- Required action
For the records below, give the number of lines in which "JobFailure" appears, and add nothing else.

- Record extracts

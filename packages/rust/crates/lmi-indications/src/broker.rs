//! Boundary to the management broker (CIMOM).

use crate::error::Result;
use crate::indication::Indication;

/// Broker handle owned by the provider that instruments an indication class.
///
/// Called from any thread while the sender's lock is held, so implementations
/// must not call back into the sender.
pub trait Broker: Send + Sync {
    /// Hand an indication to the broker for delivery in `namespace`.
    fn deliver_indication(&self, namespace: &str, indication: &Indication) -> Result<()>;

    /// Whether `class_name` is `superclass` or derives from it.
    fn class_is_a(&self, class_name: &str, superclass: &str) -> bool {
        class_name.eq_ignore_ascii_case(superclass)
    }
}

---

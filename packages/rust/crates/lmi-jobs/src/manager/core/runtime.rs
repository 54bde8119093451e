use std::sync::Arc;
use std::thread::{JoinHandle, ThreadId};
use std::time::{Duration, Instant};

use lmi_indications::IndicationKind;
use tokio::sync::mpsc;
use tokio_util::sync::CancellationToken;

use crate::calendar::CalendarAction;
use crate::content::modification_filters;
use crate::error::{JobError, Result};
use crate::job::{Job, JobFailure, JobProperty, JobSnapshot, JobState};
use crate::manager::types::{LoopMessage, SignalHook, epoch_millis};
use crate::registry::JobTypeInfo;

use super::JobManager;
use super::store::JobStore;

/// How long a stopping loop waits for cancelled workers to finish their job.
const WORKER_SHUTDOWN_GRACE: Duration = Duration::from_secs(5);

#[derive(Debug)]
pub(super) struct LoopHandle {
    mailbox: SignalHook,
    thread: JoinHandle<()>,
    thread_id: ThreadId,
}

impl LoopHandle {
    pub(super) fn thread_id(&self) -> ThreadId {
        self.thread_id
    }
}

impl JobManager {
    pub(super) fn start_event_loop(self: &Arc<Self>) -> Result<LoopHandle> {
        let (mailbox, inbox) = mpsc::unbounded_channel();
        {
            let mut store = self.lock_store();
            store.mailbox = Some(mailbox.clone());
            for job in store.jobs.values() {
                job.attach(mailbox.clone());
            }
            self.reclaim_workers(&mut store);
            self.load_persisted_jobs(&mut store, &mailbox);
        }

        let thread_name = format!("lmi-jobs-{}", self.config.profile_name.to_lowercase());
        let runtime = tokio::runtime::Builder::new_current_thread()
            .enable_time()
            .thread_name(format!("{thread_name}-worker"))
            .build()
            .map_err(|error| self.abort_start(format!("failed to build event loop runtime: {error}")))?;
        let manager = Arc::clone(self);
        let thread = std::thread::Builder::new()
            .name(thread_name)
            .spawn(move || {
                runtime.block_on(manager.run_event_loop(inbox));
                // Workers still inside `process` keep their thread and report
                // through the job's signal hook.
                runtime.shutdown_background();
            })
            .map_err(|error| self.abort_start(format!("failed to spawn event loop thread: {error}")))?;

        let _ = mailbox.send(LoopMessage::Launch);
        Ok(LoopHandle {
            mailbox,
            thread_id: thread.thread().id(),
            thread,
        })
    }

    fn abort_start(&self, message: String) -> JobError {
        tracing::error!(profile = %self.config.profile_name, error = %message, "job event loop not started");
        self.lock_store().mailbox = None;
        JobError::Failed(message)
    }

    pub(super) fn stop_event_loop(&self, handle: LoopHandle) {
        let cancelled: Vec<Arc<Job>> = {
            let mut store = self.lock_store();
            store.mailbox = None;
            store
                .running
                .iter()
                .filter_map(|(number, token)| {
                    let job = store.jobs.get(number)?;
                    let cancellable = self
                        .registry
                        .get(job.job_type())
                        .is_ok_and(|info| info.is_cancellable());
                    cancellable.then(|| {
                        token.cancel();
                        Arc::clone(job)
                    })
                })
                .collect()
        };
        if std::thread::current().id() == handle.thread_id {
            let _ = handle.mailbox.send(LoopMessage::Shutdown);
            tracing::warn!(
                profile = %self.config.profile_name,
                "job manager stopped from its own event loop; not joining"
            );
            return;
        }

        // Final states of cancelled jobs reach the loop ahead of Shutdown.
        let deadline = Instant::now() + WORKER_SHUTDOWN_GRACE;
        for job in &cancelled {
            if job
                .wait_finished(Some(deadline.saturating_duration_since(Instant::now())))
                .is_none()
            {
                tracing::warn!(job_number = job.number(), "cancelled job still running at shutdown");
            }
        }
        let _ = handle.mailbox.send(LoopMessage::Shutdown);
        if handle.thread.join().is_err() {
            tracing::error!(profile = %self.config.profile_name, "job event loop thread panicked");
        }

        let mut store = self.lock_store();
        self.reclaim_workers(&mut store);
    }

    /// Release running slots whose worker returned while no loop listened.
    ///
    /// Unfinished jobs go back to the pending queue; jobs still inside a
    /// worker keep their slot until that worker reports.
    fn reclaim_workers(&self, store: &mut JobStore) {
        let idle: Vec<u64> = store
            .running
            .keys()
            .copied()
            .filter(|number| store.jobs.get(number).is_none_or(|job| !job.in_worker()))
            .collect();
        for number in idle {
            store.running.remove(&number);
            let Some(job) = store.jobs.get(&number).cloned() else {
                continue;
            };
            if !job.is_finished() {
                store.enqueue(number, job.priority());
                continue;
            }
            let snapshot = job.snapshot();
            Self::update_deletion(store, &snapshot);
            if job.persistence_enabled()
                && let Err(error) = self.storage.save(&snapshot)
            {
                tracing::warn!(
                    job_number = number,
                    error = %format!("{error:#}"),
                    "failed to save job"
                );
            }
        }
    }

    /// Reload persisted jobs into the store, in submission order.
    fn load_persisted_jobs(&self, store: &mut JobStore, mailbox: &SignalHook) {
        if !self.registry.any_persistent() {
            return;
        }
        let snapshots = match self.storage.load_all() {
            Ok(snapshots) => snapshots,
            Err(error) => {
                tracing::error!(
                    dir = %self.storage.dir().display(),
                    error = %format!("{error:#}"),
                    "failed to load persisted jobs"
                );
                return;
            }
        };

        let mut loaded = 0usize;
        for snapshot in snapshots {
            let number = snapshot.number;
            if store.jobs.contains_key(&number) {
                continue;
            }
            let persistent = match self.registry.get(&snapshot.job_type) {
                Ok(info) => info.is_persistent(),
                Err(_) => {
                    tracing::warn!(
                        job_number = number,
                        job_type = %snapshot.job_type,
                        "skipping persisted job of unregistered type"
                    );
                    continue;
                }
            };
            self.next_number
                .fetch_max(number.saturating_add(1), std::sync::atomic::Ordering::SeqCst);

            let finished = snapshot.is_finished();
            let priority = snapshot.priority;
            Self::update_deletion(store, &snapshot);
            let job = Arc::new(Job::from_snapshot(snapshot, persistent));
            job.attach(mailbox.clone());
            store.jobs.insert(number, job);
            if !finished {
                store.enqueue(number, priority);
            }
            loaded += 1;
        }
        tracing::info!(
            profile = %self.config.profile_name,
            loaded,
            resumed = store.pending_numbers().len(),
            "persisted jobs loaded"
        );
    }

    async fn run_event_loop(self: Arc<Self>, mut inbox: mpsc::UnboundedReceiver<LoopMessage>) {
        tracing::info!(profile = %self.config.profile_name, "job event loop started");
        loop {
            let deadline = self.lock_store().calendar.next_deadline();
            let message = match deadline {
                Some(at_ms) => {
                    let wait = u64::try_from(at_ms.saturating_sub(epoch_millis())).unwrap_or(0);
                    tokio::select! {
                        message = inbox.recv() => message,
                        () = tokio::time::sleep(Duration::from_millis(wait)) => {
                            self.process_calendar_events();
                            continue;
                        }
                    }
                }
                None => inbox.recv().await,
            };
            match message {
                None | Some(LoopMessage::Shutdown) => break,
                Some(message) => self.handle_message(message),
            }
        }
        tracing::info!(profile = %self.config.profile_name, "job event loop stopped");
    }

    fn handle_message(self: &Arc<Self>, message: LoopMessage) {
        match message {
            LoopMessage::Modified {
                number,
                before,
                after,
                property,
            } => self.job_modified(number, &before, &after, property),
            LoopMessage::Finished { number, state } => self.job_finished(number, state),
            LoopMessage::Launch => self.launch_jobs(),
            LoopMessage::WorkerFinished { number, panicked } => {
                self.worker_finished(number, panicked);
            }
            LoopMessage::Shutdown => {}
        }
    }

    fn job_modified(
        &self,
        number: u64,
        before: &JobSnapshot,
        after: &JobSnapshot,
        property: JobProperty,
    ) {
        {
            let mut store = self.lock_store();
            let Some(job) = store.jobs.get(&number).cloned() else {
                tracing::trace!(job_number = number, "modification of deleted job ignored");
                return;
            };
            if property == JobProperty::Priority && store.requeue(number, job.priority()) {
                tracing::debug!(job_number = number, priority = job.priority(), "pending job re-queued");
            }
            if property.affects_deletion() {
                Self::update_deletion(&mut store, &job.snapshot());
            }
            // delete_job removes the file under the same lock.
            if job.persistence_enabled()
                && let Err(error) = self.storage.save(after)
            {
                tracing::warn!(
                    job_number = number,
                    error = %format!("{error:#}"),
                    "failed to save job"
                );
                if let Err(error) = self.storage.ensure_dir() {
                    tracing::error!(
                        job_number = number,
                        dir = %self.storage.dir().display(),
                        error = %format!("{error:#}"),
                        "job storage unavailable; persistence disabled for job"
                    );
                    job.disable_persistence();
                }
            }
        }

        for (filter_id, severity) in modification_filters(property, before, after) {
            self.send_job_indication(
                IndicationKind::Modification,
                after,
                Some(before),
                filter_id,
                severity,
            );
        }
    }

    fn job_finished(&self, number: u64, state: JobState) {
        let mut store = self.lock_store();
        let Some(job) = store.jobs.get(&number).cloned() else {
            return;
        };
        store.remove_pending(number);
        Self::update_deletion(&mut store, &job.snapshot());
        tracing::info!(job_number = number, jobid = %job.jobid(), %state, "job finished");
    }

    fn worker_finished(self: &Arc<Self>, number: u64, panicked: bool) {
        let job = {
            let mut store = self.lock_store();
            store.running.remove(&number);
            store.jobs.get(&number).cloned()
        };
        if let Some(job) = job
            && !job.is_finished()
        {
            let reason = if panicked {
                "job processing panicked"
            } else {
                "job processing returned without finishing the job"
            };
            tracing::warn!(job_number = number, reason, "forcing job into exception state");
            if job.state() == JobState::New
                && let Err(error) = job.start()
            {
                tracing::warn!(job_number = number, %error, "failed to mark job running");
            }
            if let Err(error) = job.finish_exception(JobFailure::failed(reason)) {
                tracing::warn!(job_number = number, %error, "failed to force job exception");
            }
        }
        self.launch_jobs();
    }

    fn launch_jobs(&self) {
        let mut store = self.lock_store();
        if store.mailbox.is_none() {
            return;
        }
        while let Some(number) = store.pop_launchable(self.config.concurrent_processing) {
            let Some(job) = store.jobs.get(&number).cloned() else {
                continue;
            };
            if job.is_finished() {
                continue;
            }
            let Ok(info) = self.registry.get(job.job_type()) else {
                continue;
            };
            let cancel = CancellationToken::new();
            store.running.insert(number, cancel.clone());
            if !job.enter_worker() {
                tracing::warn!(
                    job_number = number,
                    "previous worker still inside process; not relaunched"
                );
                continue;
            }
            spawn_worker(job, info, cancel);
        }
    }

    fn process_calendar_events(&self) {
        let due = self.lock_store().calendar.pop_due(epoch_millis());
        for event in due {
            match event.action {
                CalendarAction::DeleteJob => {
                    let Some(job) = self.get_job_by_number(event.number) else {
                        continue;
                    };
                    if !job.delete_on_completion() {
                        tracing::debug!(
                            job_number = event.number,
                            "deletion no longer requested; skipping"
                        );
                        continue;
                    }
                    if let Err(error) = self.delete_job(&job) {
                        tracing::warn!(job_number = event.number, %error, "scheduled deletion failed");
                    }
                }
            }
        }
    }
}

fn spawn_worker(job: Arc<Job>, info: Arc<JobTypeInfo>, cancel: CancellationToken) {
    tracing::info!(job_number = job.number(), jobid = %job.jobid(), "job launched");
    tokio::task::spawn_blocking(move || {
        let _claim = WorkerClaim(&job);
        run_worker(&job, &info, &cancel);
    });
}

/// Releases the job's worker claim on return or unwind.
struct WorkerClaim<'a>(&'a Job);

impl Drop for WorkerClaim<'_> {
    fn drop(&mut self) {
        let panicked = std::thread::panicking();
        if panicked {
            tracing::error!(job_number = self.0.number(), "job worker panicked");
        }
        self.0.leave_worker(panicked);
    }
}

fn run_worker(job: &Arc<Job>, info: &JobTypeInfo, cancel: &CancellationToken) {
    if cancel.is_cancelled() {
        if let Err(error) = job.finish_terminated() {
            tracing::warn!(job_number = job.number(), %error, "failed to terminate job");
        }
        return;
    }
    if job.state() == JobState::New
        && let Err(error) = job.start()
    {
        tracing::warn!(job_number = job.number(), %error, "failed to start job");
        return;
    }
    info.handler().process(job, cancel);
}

- Result of the task
2